[Exercise instructions] Using the records below, please work out how many lines contain "length"; answer with the number alone.

Saved data entries:
++++++++++++++++++++
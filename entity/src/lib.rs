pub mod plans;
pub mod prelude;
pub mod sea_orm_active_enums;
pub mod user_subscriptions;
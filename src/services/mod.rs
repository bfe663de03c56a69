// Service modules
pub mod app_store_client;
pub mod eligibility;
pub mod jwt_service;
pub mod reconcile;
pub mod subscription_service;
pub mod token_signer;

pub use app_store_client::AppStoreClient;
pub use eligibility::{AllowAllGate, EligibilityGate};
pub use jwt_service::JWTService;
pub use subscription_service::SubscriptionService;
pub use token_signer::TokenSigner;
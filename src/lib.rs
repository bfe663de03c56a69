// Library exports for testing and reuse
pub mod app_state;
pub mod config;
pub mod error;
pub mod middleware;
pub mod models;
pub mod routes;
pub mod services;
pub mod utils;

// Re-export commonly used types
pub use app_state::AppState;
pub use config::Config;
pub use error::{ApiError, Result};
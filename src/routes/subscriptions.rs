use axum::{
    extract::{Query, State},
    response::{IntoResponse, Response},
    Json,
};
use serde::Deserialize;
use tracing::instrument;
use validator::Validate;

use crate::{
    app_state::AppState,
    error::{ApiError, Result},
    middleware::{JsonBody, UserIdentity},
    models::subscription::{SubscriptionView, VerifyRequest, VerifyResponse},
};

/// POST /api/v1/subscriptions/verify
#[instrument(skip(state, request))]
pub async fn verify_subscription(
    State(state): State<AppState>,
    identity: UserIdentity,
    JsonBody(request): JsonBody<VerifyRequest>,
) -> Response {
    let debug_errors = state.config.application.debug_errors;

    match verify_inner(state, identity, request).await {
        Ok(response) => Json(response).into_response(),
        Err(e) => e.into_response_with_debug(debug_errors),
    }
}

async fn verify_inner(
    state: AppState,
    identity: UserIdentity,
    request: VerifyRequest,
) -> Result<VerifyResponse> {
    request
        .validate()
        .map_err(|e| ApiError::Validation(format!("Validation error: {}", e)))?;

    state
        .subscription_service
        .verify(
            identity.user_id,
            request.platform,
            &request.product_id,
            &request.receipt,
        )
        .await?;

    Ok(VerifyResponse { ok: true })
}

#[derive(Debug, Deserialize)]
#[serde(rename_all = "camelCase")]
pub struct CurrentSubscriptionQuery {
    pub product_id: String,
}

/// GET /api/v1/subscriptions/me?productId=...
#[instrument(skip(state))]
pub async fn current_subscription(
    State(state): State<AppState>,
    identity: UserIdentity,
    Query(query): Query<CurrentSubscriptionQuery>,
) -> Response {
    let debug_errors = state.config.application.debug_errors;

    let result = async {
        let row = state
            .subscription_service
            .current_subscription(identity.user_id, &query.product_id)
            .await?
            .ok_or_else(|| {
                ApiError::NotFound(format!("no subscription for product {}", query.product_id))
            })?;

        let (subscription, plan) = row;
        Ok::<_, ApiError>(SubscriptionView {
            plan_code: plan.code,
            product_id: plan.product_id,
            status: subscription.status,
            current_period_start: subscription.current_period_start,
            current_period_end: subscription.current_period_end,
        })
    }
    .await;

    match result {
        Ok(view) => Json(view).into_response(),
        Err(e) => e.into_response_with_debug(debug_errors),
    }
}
++++++++++++++++++++
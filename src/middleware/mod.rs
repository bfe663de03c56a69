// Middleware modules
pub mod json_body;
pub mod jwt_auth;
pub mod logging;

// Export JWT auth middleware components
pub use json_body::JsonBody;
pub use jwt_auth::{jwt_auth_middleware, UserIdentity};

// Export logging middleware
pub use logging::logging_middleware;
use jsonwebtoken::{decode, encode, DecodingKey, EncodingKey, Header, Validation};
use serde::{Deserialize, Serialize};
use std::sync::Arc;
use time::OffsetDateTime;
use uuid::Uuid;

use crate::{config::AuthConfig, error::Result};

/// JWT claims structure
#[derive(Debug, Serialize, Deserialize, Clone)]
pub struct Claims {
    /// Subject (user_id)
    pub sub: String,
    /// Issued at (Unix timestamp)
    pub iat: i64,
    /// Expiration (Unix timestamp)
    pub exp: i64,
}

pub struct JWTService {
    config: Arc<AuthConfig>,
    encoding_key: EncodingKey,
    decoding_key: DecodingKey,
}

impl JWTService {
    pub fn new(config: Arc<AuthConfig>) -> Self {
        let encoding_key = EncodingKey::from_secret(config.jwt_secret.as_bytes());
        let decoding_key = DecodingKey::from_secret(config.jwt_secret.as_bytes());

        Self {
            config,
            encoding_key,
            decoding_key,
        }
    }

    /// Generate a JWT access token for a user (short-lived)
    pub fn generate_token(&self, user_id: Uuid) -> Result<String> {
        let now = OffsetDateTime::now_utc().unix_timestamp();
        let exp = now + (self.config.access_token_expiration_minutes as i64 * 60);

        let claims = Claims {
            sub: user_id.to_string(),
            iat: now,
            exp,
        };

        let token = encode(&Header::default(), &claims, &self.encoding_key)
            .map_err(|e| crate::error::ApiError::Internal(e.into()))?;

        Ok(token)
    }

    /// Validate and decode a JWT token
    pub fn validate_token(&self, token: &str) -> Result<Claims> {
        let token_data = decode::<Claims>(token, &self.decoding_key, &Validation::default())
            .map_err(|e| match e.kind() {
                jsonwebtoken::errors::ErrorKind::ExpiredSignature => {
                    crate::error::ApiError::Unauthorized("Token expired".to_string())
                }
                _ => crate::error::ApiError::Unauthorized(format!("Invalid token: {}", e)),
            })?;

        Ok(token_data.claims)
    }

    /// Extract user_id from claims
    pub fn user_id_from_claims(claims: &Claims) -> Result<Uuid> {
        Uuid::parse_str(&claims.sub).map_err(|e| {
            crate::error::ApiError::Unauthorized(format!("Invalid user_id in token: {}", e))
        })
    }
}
++++++++++++++++++++
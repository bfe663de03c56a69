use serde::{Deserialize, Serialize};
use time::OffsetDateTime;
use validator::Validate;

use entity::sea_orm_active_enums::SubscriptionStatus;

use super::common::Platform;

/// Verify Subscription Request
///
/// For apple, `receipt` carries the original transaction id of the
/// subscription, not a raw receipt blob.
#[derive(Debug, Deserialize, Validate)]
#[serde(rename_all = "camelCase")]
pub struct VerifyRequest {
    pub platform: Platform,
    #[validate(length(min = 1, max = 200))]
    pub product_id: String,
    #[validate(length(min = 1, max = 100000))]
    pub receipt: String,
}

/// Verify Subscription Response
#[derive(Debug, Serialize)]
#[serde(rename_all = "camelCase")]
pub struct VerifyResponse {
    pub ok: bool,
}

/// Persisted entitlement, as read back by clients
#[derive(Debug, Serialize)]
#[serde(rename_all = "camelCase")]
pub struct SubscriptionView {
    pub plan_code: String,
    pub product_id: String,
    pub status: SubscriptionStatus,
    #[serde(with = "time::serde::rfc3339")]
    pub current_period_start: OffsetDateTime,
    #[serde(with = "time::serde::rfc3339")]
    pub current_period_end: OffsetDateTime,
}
++++++++++++++++++++
[Output for this exercise] 2